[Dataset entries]

-.-.-

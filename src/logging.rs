//! Tracing Infrastructure
//!
//! Structured, async-aware logging for the scan controller, built on `tracing`
//! and `tracing-subscriber`:
//! - Spans per sweep and per position pair, events per move and capture
//! - Multiple output formats (pretty, compact, JSON)
//! - `RUST_LOG` filtering, falling back to the configured level
//!
//! # Example
//! ```no_run
//! use ultrasonic_daq::{config::ScanConfig, logging};
//! use tracing::info;
//!
//! # fn main() -> Result<(), Box<dyn std::error::Error>> {
//! let config = ScanConfig::load()?;
//! logging::init_from_config(&config)?;
//! info!(sources = config.scan.source_count, "Scan configured");
//! # Ok(())
//! # }
//! ```

use crate::config::ScanConfig;
use crate::error::{AppResult, ScanError};
use serde::{Deserialize, Serialize};
use tracing::Level;
use tracing_subscriber::{
    fmt::{self, format::FmtSpan},
    layer::SubscriberExt,
    util::SubscriberInitExt,
    EnvFilter, Layer,
};

/// Output format for tracing
#[derive(Debug, Clone, Copy, PartialEq, Eq, Serialize, Deserialize)]
#[serde(rename_all = "lowercase")]
pub enum OutputFormat {
    /// Multi-line, colored (for the bench terminal)
    Pretty,
    /// One line per event, no colors
    Compact,
    /// One JSON object per event
    Json,
}

/// Tracing configuration options
#[derive(Debug, Clone)]
pub struct TracingConfig {
    /// Log level used when `RUST_LOG` is not set
    pub level: Level,
    /// Output format
    pub format: OutputFormat,
    /// Log when the scan span closes, with its busy and idle time
    pub span_timing: bool,
}

impl Default for TracingConfig {
    fn default() -> Self {
        Self {
            level: Level::INFO,
            format: OutputFormat::Pretty,
            span_timing: false,
        }
    }
}

impl TracingConfig {
    /// Level and format from `[application]`, with scan span timing.
    pub fn from_scan_config(config: &ScanConfig) -> AppResult<Self> {
        Ok(Self {
            level: parse_log_level(&config.application.log_level)?,
            format: config.application.log_format,
            span_timing: true,
        })
    }
}

/// Initialize tracing from the scan configuration
pub fn init_from_config(config: &ScanConfig) -> AppResult<()> {
    init(TracingConfig::from_scan_config(config)?)
}

/// Install the global subscriber.
///
/// Does nothing if one is already installed.
pub fn init(config: TracingConfig) -> AppResult<()> {
    if tracing::dispatcher::has_been_set() {
        return Ok(());
    }

    let filter = EnvFilter::try_from_default_env()
        .unwrap_or_else(|_| EnvFilter::new(config.level.as_str().to_lowercase()));
    let span_events = if config.span_timing {
        FmtSpan::CLOSE
    } else {
        FmtSpan::NONE
    };

    let base = fmt::layer().with_target(false).with_span_events(span_events);
    let layer = match config.format {
        OutputFormat::Pretty => base.pretty().with_filter(filter).boxed(),
        OutputFormat::Compact => base.compact().with_ansi(false).with_filter(filter).boxed(),
        OutputFormat::Json => base.json().with_filter(filter).boxed(),
    };

    tracing_subscriber::registry()
        .with(layer)
        .try_init()
        .or_else(|e| {
            // Lost a race with another initializer
            if tracing::dispatcher::has_been_set() {
                Ok(())
            } else {
                Err(ScanError::Configuration(format!("Failed to initialize tracing: {e}")))
            }
        })
}

/// Parse log level string into tracing Level
fn parse_log_level(level: &str) -> AppResult<Level> {
    level.parse().map_err(|_| {
        ScanError::Configuration(format!(
            "Invalid log level '{level}'. Must be one of: trace, debug, info, warn, error"
        ))
    })
}

#[cfg(test)]
mod tests {
    use super::*;

    #[test]
    fn test_parse_log_level() {
        assert!(matches!(parse_log_level("trace"), Ok(Level::TRACE)));
        assert!(matches!(parse_log_level("warn"), Ok(Level::WARN)));
        assert!(matches!(parse_log_level("INFO"), Ok(Level::INFO)));
        assert!(matches!(parse_log_level("Debug"), Ok(Level::DEBUG)));
        assert!(parse_log_level("loud").is_err());
    }

    #[test]
    fn test_tracing_config_from_scan_config() {
        let mut config = ScanConfig::default();
        config.application.log_level = "debug".to_string();
        config.application.log_format = OutputFormat::Json;

        let tracing_config = TracingConfig::from_scan_config(&config).unwrap();
        assert_eq!(tracing_config.level, Level::DEBUG);
        assert_eq!(tracing_config.format, OutputFormat::Json);
        assert!(tracing_config.span_timing);
    }

    #[test]
    fn test_init_is_idempotent() {
        let config = TracingConfig {
            level: Level::WARN,
            format: OutputFormat::Compact,
            span_timing: false,
        };
        assert!(init(config.clone()).is_ok());
        assert!(init(config).is_ok());
    }
}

-.-.-

Work request: Output the records exactly.

Response box:
filename src/logging.rs
//! Tracing Infrastructure
//!
//! Structured, async-aware logging for the scan controller, built on `tracing`
//! and `tracing-subscriber`:
//! - Spans per sweep and per position pair, events per move and capture
//! - Multiple output formats (pretty, compact, JSON)
//! - `RUST_LOG` filtering, falling back to the configured level
//!
//! # Example
//! ```no_run
//! use ultrasonic_daq::{config::ScanConfig, logging};
//! use tracing::info;
//!
//! # fn main() -> Result<(), Box<dyn std::error::Error>> {
//! let config = ScanConfig::load()?;
//! logging::init_from_config(&config)?;
//! info!(sources = config.scan.source_count, "Scan configured");
//! # Ok(())
//! # }
//! ```

use crate::config::ScanConfig;
use crate::error::{AppResult, ScanError};
use serde::{Deserialize, Serialize};
use tracing::Level;
use tracing_subscriber::{
    fmt::{self, format::FmtSpan},
    layer::SubscriberExt,
    util::SubscriberInitExt,
    EnvFilter, Layer,
};

/// Output format for tracing
#[derive(Debug, Clone, Copy, PartialEq, Eq, Serialize, Deserialize)]
#[serde(rename_all = "lowercase")]
pub enum OutputFormat {
    /// Multi-line, colored (for the bench terminal)
    Pretty,
    /// One line per event, no colors
    Compact,
    /// One JSON object per event
    Json,
}

/// Tracing configuration options
#[derive(Debug, Clone)]
pub struct TracingConfig {
    /// Log level used when `RUST_LOG` is not set
    pub level: Level,
    /// Output format
    pub format: OutputFormat,
    /// Log when the scan span closes, with its busy and idle time
    pub span_timing: bool,
}

impl Default for TracingConfig {
    fn default() -> Self {
        Self {
            level: Level::INFO,
            format: OutputFormat::Pretty,
            span_timing: false,
        }
    }
}

impl TracingConfig {
    /// Level and format from `[application]`, with scan span timing.
    pub fn from_scan_config(config: &ScanConfig) -> AppResult<Self> {
        Ok(Self {
            level: parse_log_level(&config.application.log_level)?,
            format: config.application.log_format,
            span_timing: true,
        })
    }
}

/// Initialize tracing from the scan configuration
pub fn init_from_config(config: &ScanConfig) -> AppResult<()> {
    init(TracingConfig::from_scan_config(config)?)
}

/// Install the global subscriber.
///
/// Does nothing if one is already installed.
pub fn init(config: TracingConfig) -> AppResult<()> {
    if tracing::dispatcher::has_been_set() {
        return Ok(());
    }

    let filter = EnvFilter::try_from_default_env()
        .unwrap_or_else(|_| EnvFilter::new(config.level.as_str().to_lowercase()));
    let span_events = if config.span_timing {
        FmtSpan::CLOSE
    } else {
        FmtSpan::NONE
    };

    let base = fmt::layer().with_target(false).with_span_events(span_events);
    let layer = match config.format {
        OutputFormat::Pretty => base.pretty().with_filter(filter).boxed(),
        OutputFormat::Compact => base.compact().with_ansi(false).with_filter(filter).boxed(),
        OutputFormat::Json => base.json().with_filter(filter).boxed(),
    };

    tracing_subscriber::registry()
        .with(layer)
        .try_init()
        .or_else(|e| {
            // Lost a race with another initializer
            if tracing::dispatcher::has_been_set() {
                Ok(())
            } else {
                Err(ScanError::Configuration(format!("Failed to initialize tracing: {e}")))
            }
        })
}

/// Parse log level string into tracing Level
fn parse_log_level(level: &str) -> AppResult<Level> {
    level.parse().map_err(|_| {
        ScanError::Configuration(format!(
            "Invalid log level '{level}'. Must be one of: trace, debug, info, warn, error"
        ))
    })
}

#[cfg(test)]
mod tests {
    use super::*;

    #[test]
    fn test_parse_log_level() {
        assert!(matches!(parse_log_level("trace"), Ok(Level::TRACE)));
        assert!(matches!(parse_log_level("warn"), Ok(Level::WARN)));
        assert!(matches!(parse_log_level("INFO"), Ok(Level::INFO)));
        assert!(matches!(parse_log_level("Debug"), Ok(Level::DEBUG)));
        assert!(parse_log_level("loud").is_err());
    }

    #[test]
    fn test_tracing_config_from_scan_config() {
        let mut config = ScanConfig::default();
        config.application.log_level = "debug".to_string();
        config.application.log_format = OutputFormat::Json;

        let tracing_config = TracingConfig::from_scan_config(&config).unwrap();
        assert_eq!(tracing_config.level, Level::DEBUG);
        assert_eq!(tracing_config.format, OutputFormat::Json);
        assert!(tracing_config.span_timing);
    }

    #[test]
    fn test_init_is_idempotent() {
        let config = TracingConfig {
            level: Level::WARN,
            format: OutputFormat::Compact,
            span_timing: false,
        };
        assert!(init(config.clone()).is_ok());
        assert!(init(config).is_ok());
    }
}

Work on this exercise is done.